_Assignment_
Find "use crate::catalog::types::RawModalities;" and "assert_eq!(model.max_input_tokens, Some(128000));" in the records below. Copy the lines holding them and every line between, exactly, and no others.

[Collected data]
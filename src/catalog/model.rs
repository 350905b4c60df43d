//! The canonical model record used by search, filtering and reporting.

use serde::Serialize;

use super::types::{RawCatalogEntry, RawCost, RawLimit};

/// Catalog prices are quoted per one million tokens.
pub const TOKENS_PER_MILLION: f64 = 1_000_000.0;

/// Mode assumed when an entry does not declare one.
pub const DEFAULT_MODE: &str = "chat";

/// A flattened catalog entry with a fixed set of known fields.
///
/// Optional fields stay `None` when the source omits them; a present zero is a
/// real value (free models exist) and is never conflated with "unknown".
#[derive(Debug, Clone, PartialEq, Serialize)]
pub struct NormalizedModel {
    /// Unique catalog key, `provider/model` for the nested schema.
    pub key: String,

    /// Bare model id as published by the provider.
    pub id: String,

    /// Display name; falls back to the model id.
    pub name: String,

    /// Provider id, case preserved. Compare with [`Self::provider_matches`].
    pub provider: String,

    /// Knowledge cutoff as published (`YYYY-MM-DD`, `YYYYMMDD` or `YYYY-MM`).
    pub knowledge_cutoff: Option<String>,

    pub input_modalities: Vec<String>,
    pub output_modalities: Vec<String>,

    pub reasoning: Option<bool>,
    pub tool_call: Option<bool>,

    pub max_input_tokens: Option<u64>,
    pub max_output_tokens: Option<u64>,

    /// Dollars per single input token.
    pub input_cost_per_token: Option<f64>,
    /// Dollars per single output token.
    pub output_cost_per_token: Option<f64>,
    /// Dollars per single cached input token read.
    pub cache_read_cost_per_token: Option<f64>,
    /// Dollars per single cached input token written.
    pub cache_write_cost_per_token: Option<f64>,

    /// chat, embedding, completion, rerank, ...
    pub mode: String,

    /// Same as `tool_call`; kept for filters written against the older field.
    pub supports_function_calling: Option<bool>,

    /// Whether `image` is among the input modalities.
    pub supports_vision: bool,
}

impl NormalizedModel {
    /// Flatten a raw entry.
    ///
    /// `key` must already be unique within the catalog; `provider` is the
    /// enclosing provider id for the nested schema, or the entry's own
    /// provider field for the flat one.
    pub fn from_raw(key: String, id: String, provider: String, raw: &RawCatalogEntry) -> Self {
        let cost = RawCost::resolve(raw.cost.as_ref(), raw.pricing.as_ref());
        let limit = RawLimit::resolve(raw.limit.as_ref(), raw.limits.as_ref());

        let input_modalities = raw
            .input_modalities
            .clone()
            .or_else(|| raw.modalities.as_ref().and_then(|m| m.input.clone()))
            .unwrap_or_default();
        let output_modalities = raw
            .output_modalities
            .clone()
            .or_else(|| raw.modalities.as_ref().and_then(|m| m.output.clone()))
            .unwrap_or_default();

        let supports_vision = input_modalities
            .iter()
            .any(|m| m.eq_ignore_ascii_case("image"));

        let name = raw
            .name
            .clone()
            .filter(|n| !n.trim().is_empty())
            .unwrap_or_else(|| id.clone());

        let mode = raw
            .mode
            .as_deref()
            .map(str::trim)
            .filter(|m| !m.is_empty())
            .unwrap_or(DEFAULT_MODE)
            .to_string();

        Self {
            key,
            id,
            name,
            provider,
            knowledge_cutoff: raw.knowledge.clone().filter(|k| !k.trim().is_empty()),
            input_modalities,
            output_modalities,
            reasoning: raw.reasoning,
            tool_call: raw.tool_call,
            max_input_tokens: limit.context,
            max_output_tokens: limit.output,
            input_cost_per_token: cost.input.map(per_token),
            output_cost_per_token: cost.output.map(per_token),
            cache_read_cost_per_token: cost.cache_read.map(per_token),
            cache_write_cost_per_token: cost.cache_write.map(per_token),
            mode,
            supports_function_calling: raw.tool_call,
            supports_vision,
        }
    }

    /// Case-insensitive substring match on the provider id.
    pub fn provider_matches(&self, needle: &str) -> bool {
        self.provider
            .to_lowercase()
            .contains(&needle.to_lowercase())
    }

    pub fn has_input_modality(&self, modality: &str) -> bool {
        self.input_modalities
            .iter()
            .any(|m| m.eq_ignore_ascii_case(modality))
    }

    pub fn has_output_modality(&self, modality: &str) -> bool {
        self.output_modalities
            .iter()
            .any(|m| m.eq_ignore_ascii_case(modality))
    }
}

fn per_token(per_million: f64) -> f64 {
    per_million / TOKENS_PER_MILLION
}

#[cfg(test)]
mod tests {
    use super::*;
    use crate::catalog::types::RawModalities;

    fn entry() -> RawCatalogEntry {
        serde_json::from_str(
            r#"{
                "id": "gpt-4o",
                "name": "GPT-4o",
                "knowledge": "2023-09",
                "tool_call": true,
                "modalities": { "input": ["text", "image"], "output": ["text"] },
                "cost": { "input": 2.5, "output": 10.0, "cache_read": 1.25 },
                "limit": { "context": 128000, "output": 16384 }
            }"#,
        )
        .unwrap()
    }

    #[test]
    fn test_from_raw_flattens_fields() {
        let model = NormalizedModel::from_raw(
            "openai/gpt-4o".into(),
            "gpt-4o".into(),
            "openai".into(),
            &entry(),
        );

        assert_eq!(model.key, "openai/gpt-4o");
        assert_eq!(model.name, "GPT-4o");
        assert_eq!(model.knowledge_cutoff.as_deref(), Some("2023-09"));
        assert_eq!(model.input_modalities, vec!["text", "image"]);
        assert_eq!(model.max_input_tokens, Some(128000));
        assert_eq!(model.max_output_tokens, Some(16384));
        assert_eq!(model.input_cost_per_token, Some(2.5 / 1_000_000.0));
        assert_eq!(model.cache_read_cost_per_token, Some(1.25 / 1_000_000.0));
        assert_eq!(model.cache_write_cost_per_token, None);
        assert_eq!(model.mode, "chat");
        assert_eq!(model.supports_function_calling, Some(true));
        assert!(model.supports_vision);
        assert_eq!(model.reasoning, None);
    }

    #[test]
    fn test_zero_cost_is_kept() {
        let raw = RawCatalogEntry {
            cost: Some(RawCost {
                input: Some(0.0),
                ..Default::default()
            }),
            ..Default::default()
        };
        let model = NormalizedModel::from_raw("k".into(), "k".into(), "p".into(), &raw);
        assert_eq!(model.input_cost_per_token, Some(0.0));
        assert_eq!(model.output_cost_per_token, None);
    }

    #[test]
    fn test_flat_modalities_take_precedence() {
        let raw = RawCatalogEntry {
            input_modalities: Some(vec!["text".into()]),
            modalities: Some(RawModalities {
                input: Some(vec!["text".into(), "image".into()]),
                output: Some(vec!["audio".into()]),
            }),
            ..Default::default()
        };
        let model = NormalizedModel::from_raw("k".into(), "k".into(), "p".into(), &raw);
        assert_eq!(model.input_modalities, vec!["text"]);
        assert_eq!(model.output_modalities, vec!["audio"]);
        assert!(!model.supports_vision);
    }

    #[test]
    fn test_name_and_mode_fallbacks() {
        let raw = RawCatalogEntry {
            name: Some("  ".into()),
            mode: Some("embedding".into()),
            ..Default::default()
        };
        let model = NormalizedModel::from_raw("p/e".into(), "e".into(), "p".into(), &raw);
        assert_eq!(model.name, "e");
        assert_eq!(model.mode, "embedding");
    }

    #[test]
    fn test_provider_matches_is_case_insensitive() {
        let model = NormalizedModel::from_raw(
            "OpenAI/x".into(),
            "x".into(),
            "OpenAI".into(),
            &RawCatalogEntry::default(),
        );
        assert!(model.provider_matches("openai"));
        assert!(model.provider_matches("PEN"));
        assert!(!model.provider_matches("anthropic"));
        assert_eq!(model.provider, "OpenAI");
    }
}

--

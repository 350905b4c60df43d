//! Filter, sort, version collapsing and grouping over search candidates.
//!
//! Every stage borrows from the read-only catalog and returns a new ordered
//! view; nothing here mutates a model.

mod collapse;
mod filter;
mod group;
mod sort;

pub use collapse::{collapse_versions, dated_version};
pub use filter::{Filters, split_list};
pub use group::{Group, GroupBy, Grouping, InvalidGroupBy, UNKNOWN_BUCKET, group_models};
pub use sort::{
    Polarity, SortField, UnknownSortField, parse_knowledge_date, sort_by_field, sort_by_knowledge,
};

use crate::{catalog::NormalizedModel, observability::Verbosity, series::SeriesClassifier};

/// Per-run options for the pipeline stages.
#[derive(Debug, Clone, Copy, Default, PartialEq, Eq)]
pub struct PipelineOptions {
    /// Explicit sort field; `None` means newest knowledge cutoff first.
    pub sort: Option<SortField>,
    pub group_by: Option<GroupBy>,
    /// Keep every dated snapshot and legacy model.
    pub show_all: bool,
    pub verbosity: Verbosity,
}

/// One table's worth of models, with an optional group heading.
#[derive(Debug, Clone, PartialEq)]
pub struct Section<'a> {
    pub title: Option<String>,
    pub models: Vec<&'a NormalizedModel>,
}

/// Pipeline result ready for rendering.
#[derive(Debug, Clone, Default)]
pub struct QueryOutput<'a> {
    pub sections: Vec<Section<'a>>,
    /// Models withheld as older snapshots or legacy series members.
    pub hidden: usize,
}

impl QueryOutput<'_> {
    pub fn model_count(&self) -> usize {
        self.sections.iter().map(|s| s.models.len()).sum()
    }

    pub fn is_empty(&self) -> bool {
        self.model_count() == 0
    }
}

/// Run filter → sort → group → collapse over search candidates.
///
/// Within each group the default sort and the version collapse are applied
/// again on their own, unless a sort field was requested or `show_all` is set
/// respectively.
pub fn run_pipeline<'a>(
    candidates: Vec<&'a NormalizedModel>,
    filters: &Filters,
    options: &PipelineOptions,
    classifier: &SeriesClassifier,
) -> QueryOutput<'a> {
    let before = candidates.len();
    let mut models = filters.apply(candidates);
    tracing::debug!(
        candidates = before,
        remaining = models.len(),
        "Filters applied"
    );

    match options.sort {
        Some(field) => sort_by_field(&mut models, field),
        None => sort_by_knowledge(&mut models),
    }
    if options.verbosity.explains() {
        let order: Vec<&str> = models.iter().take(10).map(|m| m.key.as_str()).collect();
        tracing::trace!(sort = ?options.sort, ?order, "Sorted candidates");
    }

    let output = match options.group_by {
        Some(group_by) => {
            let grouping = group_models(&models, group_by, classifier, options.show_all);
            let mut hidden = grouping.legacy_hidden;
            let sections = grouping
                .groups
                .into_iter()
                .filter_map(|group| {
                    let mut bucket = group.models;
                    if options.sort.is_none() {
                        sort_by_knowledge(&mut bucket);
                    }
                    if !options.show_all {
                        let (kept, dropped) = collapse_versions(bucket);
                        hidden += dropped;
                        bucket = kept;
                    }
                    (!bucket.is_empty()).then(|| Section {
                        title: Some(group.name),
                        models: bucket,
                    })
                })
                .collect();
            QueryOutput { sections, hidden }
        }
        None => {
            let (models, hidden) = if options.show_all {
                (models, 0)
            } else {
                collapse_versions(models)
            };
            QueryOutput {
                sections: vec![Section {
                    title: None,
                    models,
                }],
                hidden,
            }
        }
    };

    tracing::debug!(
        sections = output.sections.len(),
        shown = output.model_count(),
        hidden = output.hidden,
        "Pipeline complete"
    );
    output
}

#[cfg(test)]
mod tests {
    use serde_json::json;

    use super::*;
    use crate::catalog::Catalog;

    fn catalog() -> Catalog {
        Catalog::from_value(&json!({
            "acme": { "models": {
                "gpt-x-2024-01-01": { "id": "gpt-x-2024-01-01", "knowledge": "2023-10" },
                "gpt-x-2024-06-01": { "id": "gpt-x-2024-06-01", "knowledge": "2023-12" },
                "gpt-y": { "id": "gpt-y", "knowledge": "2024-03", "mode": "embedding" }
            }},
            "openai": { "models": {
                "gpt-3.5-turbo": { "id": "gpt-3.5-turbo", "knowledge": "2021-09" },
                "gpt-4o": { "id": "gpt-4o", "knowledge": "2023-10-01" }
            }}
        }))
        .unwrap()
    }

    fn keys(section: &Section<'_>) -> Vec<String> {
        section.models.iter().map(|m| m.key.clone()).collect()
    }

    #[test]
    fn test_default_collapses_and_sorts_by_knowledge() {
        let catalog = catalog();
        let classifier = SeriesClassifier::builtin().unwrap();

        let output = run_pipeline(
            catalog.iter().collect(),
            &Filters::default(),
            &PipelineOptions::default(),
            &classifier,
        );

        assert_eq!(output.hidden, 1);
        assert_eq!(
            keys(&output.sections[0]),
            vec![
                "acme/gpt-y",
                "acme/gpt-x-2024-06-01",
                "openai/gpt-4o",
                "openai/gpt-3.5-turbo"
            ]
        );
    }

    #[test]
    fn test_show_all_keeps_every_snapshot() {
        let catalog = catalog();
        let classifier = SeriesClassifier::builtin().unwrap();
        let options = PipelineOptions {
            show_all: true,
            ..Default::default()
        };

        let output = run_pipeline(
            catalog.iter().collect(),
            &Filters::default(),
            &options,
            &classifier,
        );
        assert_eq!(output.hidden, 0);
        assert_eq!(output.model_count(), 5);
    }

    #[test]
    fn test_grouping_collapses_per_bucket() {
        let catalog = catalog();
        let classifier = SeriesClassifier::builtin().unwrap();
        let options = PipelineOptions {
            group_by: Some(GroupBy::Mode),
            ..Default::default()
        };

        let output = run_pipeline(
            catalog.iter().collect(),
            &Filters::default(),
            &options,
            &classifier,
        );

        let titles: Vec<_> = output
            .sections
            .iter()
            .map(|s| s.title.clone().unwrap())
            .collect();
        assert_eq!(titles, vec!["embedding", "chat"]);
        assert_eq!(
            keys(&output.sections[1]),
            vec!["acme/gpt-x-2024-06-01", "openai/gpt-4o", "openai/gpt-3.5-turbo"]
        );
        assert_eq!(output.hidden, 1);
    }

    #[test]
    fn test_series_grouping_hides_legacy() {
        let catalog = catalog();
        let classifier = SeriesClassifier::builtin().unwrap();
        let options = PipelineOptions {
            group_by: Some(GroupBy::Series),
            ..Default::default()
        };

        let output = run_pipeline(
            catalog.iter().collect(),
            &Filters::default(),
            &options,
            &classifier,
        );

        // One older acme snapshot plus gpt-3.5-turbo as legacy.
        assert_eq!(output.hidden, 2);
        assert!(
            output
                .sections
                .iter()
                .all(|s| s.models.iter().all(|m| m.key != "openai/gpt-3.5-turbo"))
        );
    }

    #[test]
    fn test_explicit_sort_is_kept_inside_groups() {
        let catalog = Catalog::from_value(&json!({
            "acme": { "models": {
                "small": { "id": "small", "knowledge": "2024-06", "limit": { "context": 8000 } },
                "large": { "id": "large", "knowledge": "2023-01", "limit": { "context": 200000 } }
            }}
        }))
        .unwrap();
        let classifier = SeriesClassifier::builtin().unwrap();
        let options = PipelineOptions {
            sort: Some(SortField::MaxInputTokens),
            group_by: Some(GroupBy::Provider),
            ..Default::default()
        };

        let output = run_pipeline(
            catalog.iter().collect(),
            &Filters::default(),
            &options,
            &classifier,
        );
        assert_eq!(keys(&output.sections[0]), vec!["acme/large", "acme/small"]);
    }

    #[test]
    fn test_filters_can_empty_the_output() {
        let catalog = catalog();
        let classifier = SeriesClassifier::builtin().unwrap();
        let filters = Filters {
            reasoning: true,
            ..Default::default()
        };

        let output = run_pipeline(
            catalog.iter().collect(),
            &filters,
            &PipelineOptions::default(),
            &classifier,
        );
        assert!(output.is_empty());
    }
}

_Answer space_
    use crate::catalog::types::RawModalities;

    fn entry() -> RawCatalogEntry {
        serde_json::from_str(
            r#"{
                "id": "gpt-4o",
                "name": "GPT-4o",
                "knowledge": "2023-09",
                "tool_call": true,
                "modalities": { "input": ["text", "image"], "output": ["text"] },
                "cost": { "input": 2.5, "output": 10.0, "cache_read": 1.25 },
                "limit": { "context": 128000, "output": 16384 }
            }"#,
        )
        .unwrap()
    }

    #[test]
    fn test_from_raw_flattens_fields() {
        let model = NormalizedModel::from_raw(
            "openai/gpt-4o".into(),
            "gpt-4o".into(),
            "openai".into(),
            &entry(),
        );

        assert_eq!(model.key, "openai/gpt-4o");
        assert_eq!(model.name, "GPT-4o");
        assert_eq!(model.knowledge_cutoff.as_deref(), Some("2023-09"));
        assert_eq!(model.input_modalities, vec!["text", "image"]);
        assert_eq!(model.max_input_tokens, Some(128000));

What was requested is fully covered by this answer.